What the task asks
What lines below hold the string "gets"? Copy them all.

(Stored data entries)

^^^^^^^^^^^^^^^^

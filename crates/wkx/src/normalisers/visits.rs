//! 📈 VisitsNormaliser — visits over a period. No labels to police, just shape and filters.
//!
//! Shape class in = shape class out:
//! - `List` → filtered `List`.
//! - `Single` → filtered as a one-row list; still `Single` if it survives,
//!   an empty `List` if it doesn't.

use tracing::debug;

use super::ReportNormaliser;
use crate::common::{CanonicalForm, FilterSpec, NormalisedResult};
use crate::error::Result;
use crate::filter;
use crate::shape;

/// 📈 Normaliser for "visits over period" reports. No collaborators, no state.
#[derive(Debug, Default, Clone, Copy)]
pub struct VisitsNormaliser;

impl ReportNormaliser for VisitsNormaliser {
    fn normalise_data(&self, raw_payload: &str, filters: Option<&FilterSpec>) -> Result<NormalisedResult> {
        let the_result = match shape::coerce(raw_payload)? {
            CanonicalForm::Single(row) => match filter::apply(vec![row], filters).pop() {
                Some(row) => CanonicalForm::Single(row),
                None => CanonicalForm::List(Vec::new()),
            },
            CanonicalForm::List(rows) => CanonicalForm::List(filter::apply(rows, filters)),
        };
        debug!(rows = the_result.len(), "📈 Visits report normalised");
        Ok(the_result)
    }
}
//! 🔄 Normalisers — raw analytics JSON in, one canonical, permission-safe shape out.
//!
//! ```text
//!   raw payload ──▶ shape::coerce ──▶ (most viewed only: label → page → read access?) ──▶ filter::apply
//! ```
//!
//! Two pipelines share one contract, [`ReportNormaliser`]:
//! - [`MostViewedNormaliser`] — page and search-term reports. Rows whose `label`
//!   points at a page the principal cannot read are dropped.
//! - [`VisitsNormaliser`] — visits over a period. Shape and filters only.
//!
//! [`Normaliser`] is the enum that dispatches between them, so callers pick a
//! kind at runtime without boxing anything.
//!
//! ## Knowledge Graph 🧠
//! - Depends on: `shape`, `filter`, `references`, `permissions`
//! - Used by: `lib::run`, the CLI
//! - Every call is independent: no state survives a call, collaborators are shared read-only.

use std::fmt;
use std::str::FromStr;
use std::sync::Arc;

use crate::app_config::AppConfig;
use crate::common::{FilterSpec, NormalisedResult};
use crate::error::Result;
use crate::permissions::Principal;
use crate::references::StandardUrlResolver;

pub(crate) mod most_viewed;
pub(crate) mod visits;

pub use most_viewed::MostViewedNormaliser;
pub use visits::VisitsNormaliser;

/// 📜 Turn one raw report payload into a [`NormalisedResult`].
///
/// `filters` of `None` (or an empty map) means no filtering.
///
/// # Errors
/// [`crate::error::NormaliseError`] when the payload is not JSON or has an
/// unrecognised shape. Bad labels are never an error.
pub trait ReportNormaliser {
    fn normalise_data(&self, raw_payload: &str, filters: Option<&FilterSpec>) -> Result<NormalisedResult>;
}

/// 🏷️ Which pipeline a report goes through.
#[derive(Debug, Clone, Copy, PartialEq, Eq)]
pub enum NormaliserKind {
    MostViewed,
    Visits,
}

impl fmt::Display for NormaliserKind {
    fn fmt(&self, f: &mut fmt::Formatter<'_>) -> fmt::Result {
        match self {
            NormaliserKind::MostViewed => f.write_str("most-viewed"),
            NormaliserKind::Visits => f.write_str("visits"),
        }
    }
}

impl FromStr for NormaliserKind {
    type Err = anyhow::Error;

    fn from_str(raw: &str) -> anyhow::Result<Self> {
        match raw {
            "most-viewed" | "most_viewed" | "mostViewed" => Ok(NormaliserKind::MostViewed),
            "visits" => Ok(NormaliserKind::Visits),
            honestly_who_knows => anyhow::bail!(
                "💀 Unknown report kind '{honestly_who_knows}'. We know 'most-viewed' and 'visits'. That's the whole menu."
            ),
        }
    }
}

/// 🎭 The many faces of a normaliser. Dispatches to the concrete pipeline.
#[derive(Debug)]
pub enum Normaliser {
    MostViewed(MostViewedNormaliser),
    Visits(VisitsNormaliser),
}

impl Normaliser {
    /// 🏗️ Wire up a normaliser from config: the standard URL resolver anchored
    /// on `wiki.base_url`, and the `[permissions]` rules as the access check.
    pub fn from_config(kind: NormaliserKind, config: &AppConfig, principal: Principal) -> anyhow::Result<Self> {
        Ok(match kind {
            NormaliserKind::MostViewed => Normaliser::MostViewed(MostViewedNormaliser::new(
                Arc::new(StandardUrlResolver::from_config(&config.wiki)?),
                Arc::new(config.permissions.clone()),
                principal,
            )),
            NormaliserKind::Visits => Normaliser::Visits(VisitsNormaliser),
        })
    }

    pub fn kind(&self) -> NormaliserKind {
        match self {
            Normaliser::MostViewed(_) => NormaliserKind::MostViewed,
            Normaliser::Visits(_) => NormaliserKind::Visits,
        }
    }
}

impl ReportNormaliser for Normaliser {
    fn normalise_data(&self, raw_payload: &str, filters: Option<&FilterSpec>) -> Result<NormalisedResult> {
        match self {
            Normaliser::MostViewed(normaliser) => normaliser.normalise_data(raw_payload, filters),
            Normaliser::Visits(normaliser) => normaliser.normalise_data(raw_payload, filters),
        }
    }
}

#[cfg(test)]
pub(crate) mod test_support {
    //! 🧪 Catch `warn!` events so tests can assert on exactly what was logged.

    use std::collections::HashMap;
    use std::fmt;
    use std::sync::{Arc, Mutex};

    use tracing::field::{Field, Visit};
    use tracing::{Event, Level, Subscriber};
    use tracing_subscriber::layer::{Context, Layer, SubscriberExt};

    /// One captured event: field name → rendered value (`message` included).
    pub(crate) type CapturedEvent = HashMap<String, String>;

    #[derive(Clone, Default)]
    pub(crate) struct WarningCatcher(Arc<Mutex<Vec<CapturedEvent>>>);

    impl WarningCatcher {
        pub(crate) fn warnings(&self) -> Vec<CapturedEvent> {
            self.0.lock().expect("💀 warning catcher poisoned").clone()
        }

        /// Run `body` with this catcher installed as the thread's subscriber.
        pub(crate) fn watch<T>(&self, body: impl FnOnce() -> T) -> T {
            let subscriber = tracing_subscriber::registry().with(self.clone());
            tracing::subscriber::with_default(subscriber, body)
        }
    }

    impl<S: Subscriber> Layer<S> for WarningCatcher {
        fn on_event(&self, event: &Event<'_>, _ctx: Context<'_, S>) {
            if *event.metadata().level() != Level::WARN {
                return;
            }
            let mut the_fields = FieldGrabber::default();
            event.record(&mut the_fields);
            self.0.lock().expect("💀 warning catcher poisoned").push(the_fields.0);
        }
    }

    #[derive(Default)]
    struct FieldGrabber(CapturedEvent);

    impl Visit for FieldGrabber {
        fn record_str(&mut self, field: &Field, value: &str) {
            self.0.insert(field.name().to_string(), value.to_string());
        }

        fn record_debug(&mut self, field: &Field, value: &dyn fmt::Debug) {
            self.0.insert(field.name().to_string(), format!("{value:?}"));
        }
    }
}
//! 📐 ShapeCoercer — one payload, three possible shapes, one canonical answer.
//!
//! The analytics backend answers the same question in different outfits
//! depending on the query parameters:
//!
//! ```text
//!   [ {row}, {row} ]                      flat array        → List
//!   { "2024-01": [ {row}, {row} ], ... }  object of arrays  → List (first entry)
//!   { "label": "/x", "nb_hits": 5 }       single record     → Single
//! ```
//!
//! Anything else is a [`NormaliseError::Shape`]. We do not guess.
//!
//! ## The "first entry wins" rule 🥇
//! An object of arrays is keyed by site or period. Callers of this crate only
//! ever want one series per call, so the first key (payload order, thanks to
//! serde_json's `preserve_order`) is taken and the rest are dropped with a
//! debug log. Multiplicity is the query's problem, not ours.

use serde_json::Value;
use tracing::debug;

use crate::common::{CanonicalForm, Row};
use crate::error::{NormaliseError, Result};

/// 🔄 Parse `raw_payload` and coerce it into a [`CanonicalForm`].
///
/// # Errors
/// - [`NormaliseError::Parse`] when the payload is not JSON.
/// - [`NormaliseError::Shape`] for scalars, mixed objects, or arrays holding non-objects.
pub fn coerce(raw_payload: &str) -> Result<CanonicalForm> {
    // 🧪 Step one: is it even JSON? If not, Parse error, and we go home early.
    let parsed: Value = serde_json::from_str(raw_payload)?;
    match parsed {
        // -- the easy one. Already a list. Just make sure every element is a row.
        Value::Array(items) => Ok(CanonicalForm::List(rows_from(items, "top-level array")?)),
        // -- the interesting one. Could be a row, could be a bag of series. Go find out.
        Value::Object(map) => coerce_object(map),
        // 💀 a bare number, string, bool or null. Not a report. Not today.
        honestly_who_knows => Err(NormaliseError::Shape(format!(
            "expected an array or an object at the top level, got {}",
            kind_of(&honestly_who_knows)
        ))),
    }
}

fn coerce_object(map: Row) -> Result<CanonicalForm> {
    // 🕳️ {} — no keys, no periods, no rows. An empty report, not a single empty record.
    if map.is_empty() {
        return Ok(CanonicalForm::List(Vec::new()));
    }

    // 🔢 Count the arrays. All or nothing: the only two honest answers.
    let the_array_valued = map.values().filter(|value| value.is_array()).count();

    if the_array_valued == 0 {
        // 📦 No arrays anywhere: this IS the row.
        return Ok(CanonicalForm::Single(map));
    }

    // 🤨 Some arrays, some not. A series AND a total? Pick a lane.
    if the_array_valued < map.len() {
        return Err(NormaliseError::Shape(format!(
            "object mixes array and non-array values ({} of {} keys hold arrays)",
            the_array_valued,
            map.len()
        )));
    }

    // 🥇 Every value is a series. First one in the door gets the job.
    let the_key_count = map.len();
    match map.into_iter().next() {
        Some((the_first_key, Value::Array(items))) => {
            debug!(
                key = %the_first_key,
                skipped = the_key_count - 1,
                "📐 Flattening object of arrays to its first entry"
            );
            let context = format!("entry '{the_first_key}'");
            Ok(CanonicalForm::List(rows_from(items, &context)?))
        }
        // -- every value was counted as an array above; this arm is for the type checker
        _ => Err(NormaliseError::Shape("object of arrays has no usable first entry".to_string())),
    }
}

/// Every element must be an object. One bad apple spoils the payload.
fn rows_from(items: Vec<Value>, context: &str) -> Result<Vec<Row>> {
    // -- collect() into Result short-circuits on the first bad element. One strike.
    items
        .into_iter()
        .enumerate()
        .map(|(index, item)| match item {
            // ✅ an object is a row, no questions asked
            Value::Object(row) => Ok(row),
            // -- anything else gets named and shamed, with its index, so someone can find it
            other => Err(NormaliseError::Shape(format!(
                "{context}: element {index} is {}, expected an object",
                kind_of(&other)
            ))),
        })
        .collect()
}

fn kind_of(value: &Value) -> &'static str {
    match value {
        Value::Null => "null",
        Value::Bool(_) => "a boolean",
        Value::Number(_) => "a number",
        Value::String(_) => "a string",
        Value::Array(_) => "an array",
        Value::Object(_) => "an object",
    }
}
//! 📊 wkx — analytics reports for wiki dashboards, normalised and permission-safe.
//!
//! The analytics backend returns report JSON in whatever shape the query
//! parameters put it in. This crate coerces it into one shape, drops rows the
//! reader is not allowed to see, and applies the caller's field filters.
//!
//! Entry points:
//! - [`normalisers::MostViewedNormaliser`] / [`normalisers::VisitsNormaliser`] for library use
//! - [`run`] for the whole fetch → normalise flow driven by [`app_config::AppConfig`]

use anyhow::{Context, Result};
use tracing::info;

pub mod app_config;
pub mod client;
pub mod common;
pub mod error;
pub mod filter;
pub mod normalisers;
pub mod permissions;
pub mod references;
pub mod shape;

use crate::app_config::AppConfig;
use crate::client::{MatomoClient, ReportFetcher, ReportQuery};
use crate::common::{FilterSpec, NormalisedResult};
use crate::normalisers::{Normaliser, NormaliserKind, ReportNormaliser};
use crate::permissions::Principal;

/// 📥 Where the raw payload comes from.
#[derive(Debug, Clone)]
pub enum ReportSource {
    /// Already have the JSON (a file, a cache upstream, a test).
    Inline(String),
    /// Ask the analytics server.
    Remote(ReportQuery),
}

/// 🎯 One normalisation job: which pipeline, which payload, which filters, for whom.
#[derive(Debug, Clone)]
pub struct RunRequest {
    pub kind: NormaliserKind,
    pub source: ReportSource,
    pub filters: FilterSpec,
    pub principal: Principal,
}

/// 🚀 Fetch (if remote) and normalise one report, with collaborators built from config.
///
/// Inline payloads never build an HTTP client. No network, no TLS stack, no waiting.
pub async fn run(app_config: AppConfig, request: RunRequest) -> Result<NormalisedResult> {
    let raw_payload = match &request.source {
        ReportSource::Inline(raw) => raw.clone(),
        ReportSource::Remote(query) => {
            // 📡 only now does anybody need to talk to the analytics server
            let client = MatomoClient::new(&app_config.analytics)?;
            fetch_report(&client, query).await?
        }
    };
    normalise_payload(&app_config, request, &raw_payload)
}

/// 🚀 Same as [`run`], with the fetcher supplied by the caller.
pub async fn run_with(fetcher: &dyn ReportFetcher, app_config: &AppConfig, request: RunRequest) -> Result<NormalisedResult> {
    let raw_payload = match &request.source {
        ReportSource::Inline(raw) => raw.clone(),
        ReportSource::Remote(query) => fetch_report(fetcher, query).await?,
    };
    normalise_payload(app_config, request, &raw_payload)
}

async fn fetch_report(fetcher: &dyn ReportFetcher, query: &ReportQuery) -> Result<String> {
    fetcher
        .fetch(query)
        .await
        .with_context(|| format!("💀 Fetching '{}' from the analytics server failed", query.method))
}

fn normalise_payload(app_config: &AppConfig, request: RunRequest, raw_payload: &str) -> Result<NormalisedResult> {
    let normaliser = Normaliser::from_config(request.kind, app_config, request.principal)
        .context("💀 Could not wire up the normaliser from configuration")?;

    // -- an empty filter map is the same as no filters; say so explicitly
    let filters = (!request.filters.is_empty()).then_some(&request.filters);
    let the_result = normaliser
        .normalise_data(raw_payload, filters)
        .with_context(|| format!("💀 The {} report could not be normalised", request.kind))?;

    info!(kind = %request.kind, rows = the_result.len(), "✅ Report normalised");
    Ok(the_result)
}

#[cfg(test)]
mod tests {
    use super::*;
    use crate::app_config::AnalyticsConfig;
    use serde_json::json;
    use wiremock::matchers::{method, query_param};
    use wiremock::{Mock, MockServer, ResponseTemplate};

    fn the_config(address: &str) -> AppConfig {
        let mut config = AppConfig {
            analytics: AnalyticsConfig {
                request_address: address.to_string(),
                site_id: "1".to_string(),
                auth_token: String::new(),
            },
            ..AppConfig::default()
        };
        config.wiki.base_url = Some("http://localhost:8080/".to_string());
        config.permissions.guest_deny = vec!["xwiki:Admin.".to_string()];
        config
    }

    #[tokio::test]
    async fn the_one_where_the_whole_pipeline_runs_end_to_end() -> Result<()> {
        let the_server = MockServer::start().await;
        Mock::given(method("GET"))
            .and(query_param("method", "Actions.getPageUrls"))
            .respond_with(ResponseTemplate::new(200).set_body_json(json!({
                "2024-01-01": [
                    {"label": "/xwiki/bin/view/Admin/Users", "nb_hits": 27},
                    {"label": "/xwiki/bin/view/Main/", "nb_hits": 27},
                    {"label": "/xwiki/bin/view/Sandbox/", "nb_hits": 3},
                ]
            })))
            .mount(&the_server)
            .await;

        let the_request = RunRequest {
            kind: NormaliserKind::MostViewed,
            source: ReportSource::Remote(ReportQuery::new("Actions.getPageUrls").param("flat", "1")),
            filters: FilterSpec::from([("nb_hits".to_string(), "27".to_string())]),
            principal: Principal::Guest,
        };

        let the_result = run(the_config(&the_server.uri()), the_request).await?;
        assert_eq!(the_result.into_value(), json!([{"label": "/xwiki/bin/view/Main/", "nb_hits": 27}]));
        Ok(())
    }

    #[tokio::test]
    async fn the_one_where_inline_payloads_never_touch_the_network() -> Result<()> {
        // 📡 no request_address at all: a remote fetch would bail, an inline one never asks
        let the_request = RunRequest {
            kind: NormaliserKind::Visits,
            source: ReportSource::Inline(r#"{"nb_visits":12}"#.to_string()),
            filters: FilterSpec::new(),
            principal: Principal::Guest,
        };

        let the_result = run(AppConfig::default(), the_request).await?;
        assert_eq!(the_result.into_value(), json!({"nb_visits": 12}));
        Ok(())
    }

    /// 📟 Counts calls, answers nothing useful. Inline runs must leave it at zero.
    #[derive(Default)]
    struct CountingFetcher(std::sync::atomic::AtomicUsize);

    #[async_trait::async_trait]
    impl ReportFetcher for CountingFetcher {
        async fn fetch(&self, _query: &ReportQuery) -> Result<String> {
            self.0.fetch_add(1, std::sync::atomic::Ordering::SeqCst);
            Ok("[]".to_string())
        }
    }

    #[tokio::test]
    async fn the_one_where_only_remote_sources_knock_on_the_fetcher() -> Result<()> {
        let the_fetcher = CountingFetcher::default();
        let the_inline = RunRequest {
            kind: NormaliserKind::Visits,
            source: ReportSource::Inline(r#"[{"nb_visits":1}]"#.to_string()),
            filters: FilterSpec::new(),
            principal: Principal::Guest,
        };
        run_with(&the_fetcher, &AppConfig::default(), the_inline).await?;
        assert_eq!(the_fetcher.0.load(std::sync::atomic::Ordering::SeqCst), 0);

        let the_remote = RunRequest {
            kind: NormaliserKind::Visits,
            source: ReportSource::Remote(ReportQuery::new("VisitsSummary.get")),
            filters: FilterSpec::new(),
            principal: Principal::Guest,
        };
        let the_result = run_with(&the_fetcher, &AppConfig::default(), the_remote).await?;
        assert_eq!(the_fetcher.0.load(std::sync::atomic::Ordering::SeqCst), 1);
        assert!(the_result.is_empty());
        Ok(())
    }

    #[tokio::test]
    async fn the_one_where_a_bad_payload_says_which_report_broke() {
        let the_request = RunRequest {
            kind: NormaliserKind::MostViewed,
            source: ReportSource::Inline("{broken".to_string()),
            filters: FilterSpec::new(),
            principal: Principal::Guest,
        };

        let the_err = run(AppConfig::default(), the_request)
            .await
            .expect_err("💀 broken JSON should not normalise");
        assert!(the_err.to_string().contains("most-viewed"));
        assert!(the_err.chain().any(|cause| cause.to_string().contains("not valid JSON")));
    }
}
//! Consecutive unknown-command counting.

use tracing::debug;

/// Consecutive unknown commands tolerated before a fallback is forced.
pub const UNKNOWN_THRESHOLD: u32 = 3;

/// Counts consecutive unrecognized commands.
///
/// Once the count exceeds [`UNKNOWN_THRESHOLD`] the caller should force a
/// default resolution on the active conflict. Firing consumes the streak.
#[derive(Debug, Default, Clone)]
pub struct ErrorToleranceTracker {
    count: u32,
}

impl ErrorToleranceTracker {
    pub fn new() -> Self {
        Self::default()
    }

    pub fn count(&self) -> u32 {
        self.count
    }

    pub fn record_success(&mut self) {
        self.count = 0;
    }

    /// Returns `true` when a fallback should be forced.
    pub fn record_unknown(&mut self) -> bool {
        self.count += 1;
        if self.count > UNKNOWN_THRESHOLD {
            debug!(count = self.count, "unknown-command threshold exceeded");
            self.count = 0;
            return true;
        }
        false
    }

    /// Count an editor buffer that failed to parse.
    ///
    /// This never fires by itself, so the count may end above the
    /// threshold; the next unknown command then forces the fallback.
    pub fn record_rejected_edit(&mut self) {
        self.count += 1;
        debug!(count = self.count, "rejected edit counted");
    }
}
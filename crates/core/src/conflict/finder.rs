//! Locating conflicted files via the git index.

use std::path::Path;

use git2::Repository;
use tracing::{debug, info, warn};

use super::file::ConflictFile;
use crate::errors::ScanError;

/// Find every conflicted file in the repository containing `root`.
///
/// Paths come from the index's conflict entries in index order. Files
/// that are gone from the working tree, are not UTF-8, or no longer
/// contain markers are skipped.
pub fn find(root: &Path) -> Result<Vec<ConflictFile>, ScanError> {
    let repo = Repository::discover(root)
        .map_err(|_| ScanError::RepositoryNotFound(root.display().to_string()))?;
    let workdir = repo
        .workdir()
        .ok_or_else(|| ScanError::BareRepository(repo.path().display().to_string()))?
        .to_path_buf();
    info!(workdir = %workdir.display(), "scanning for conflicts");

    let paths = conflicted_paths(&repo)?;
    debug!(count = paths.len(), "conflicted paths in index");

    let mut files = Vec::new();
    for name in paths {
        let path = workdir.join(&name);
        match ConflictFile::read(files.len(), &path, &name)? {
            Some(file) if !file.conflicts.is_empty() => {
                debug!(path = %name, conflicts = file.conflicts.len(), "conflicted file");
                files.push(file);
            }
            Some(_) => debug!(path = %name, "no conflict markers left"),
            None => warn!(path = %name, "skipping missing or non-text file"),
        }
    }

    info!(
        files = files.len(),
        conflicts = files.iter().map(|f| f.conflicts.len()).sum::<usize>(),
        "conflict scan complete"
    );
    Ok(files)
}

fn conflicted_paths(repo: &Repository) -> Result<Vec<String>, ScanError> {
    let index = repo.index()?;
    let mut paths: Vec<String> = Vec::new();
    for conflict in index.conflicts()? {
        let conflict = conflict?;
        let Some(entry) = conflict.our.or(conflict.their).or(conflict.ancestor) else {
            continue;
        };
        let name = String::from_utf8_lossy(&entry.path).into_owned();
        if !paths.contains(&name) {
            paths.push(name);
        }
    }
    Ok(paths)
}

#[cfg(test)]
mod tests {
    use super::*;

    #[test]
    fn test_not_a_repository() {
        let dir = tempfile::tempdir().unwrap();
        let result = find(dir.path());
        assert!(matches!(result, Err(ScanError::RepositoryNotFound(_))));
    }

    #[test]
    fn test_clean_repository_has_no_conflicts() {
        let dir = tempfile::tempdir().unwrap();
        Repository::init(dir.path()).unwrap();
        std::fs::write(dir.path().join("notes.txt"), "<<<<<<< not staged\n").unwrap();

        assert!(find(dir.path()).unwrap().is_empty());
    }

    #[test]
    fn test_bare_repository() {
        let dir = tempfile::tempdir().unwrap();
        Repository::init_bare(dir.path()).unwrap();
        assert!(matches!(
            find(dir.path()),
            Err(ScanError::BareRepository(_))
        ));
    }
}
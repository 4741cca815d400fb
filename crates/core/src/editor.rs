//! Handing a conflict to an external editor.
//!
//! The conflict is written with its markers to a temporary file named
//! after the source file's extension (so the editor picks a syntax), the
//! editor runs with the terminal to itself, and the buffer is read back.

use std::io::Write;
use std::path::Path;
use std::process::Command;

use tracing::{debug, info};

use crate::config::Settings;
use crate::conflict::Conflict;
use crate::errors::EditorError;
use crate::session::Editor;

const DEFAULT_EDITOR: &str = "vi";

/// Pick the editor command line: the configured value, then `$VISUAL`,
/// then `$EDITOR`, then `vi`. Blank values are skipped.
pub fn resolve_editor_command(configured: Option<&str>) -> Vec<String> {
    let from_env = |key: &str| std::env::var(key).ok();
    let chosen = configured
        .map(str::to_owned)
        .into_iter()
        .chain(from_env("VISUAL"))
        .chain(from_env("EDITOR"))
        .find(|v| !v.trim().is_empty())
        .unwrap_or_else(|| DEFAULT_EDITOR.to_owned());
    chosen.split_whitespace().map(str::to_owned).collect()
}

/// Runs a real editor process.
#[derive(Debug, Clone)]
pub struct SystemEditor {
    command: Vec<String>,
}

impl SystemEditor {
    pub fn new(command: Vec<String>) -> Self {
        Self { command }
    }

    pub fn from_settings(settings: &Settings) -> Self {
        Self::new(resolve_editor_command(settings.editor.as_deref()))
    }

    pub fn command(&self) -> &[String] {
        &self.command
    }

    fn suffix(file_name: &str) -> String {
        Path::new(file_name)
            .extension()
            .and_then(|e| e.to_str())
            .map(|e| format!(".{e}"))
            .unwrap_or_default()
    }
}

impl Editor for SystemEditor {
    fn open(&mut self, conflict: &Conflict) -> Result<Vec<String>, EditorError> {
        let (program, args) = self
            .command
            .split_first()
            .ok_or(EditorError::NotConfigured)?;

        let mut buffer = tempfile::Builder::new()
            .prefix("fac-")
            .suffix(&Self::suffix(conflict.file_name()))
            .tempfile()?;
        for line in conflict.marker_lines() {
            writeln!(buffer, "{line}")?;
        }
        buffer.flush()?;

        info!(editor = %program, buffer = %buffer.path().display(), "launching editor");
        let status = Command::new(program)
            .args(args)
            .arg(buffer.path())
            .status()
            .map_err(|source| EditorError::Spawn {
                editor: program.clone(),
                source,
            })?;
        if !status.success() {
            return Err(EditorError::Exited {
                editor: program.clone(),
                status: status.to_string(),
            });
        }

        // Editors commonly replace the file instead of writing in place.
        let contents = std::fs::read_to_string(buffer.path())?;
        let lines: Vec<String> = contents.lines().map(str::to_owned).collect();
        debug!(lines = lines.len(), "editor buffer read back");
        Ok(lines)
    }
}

^^^^^^^^^^^^^^^^

Answer space
    // 🥇 Every value is a series. First one in the door gets the job.
            // -- anything else gets named and shamed, with its index, so someone can find it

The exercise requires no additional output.